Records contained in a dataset
use tokio::runtime::{Handle, RuntimeFlavor};
use tracing::{info, warn};

use crate::brain::ActionGenerator;
use crate::context;
use crate::dispatcher::{self, DispatchOutcome};
use crate::error::{HarnessError, Result};
use crate::hands::Browser;
use crate::parser::{self, ParsedAction};
use crate::retrieval::SimilarityScorer;
use crate::session::Session;

/// One message typed into the chat.
#[derive(Debug, Clone, PartialEq, Eq)]
pub enum TurnInput {
    /// Anything other than a control word.
    Instruction(String),
    /// Lets the model act again without new instructions.
    Continue,
    Quit,
}

impl TurnInput {
    pub fn from_chat(message: &str) -> Self {
        let trimmed = message.trim();
        if trimmed.eq_ignore_ascii_case("continue") {
            TurnInput::Continue
        } else if trimmed.eq_ignore_ascii_case("quit") {
            TurnInput::Quit
        } else {
            TurnInput::Instruction(trimmed.to_string())
        }
    }
}

#[derive(Debug, Clone, PartialEq)]
pub enum TurnOutcome {
    Acted {
        action: ParsedAction,
        outcome: DispatchOutcome,
    },
    Closed,
}

/// Drives a session one chat message at a time.
pub struct Agent<B: Browser, S: SimilarityScorer, G: ActionGenerator> {
    session: Session<B>,
    scorer: S,
    generator: G,
}

impl<B, S, G> Agent<B, S, G>
where
    B: Browser,
    S: SimilarityScorer,
    G: ActionGenerator,
{
    pub fn new(session: Session<B>, scorer: S, generator: G) -> Self {
        Self {
            session,
            scorer,
            generator,
        }
    }

    pub fn session(&self) -> &Session<B> {
        &self.session
    }

    pub async fn handle(&mut self, input: TurnInput) -> Result<TurnOutcome> {
        if !self.session.is_open() {
            return Err(HarnessError::SessionClosed);
        }

        match input {
            TurnInput::Quit => {
                self.session.teardown()?;
                Ok(TurnOutcome::Closed)
            }
            TurnInput::Continue => self.model_turn().await,
            TurnInput::Instruction(text) => {
                self.session.state_mut().record_instruction(&text)?;
                info!(turn_index = self.session.state().turn_index(), "instruction recorded");
                self.model_turn().await
            }
        }
    }

    async fn model_turn(&mut self) -> Result<TurnOutcome> {
        self.session.state_mut().reserve_turn()?;

        match self.act().await {
            Ok(outcome) => Ok(outcome),
            Err(e) => {
                warn!(error = %e, turn_index = self.session.state().turn_index(), "turn abandoned");
                self.session.state_mut().abandon_turn()?;
                Err(e)
            }
        }
    }

    async fn act(&mut self) -> Result<TurnOutcome> {
        let url = self.session.browser()?.current_url().ok();
        let state = self.session.state();
        let prior = state.prior_state();
        let ctx = state.turn_context(prior.as_deref(), url.as_deref());

        let prompt = context::build_prompt(&self.scorer, &ctx).await?;
        let raw = self.generator.generate(&prompt).await?;
        let action = parser::parse(&raw)?;
        info!(intent = action.name(), turn_index = state.turn_index(), "action parsed");

        let session = &mut self.session;
        let outcome = run_blocking(|| dispatcher::dispatch(session, &action))?;
        Ok(TurnOutcome::Acted { action, outcome })
    }
}

/// Runs browser work without stalling other tasks on a multi-threaded
/// runtime. Elsewhere it runs inline.
fn run_blocking<T>(f: impl FnOnce() -> T) -> T {
    match Handle::try_current() {
        Ok(handle) if handle.runtime_flavor() == RuntimeFlavor::MultiThread => {
            tokio::task::block_in_place(f)
        }
        _ => f(),
    }
}

#[cfg(test)]
mod tests {
    use super::*;
    use crate::replay::{ReplayEvent, Speaker};
    use crate::testing::{StubBrowser, stub_session};
    use std::cell::RefCell;
    use std::collections::VecDeque;

    struct EvenScores;

    impl SimilarityScorer for EvenScores {
        async fn score(&self, _query: &str, docs: &[String]) -> Result<Vec<f64>> {
            Ok(docs.iter().map(|_| 0.5).collect())
        }
    }

    /// Answers with queued replies; an empty queue is a service failure.
    struct Scripted {
        replies: RefCell<VecDeque<String>>,
        prompts: RefCell<Vec<String>>,
    }

    impl Scripted {
        fn new(replies: &[&str]) -> Self {
            Self {
                replies: RefCell::new(replies.iter().map(|r| r.to_string()).collect()),
                prompts: RefCell::new(Vec::new()),
            }
        }
    }

    impl ActionGenerator for Scripted {
        async fn generate(&self, prompt: &str) -> Result<String> {
            self.prompts.borrow_mut().push(prompt.to_string());
            self.replies
                .borrow_mut()
                .pop_front()
                .ok_or_else(|| HarnessError::GenerationService("no reply queued".into()))
        }
    }

    fn agent(dir: &std::path::Path, replies: &[&str]) -> Agent<StubBrowser, EvenScores, Scripted> {
        Agent::new(stub_session(dir), EvenScores, Scripted::new(replies))
    }

    #[test]
    fn chat_messages_map_to_inputs() {
        assert_eq!(TurnInput::from_chat(" Continue "), TurnInput::Continue);
        assert_eq!(TurnInput::from_chat("QUIT"), TurnInput::Quit);
        assert_eq!(
            TurnInput::from_chat("  find the docs "),
            TurnInput::Instruction("find the docs".into())
        );
        assert_eq!(
            TurnInput::from_chat("continue please"),
            TurnInput::Instruction("continue please".into())
        );
    }

    #[tokio::test]
    async fn instruction_reserves_two_slots_and_continue_one() {
        let tmp = tempfile::tempdir().unwrap();
        let mut agent = agent(
            tmp.path(),
            &[r#"load(url="https://example.com")"#, r#"say(utterance="Loaded.")"#],
        );

        let outcome = agent
            .handle(TurnInput::Instruction("open example.com".into()))
            .await
            .unwrap();
        assert!(matches!(
            outcome,
            TurnOutcome::Acted {
                action: ParsedAction::Load { .. },
                ..
            }
        ));
        let state = agent.session().state();
        assert_eq!(state.turn_index(), 1);
        assert_eq!(state.page_index(), 1);

        agent.handle(TurnInput::Continue).await.unwrap();
        let state = agent.session().state();
        assert_eq!(state.turn_index(), 2);
        assert_eq!(state.page_index(), 1);
        assert_eq!(state.replay().len(), 3);
        assert_eq!(state.messages().len(), 3);
    }

    #[tokio::test]
    async fn first_turn_prompt_has_no_candidates() {
        let tmp = tempfile::tempdir().unwrap();
        let mut agent = agent(tmp.path(), &[r#"load(url="https://example.com")"#]);
        agent
            .handle(TurnInput::Instruction("open example.com".into()))
            .await
            .unwrap();

        let prompts = agent.generator.prompts.borrow();
        assert_eq!(prompts.len(), 1);
        assert!(prompts[0].contains("open example.com"));
        assert!(!prompts[0].contains("uid = "));
    }

    #[tokio::test]
    async fn later_turns_offer_scanned_elements() {
        let tmp = tempfile::tempdir().unwrap();
        let mut agent = agent(
            tmp.path(),
            &[r#"load(url="https://example.com")"#, r#"say(utterance="ok")"#],
        );
        agent
            .handle(TurnInput::Instruction("open example.com".into()))
            .await
            .unwrap();
        agent.handle(TurnInput::Continue).await.unwrap();

        let prompts = agent.generator.prompts.borrow();
        assert!(prompts[1].contains("Rust language"));
        assert!(prompts[1].contains("https://example.com"));
    }

    #[tokio::test]
    async fn failed_generation_rolls_the_turn_back() {
        let tmp = tempfile::tempdir().unwrap();
        let mut agent = agent(tmp.path(), &[]);

        let err = agent
            .handle(TurnInput::Instruction("hello".into()))
            .await
            .unwrap_err();
        assert!(matches!(err, HarnessError::GenerationService(_)));

        let state = agent.session().state();
        assert_eq!(state.turn_index(), 0);
        assert_eq!(state.replay().len(), 1);
        assert!(!state.replay().has_pending());
        assert_eq!(state.page_index(), 0);

        let on_disk = std::fs::read_to_string(state.replay().path()).unwrap();
        assert!(!on_disk.contains("pending"));
    }

    #[tokio::test]
    async fn unparsable_reply_leaves_nothing_behind() {
        let tmp = tempfile::tempdir().unwrap();
        let mut agent = agent(tmp.path(), &["I am not sure what to do."]);

        let err = agent.handle(TurnInput::Continue).await.unwrap_err();
        assert!(matches!(err, HarnessError::UnparsableAction(_)));
        let state = agent.session().state();
        assert_eq!(state.turn_index(), -1);
        assert!(state.replay().is_empty());
    }

    #[tokio::test]
    async fn quit_logs_farewell_and_refuses_more_input() {
        let tmp = tempfile::tempdir().unwrap();
        let mut agent = agent(tmp.path(), &[]);

        assert_eq!(agent.handle(TurnInput::Quit).await.unwrap(), TurnOutcome::Closed);
        assert!(!agent.session().is_open());
        assert!(matches!(
            agent.session().state().replay().events(),
            [ReplayEvent::Chat {
                speaker: Speaker::Instructor,
                ..
            }]
        ));

        for input in [TurnInput::Continue, TurnInput::Quit] {
            assert!(matches!(
                agent.handle(input).await,
                Err(HarnessError::SessionClosed)
            ));
        }
    }
}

● PROBLEM TO WORK ON: Show every line in the records above that contains the word "enum".

● SOLUTION FOR THIS EXERCISE:
pub enum TurnInput {
pub enum TurnOutcome {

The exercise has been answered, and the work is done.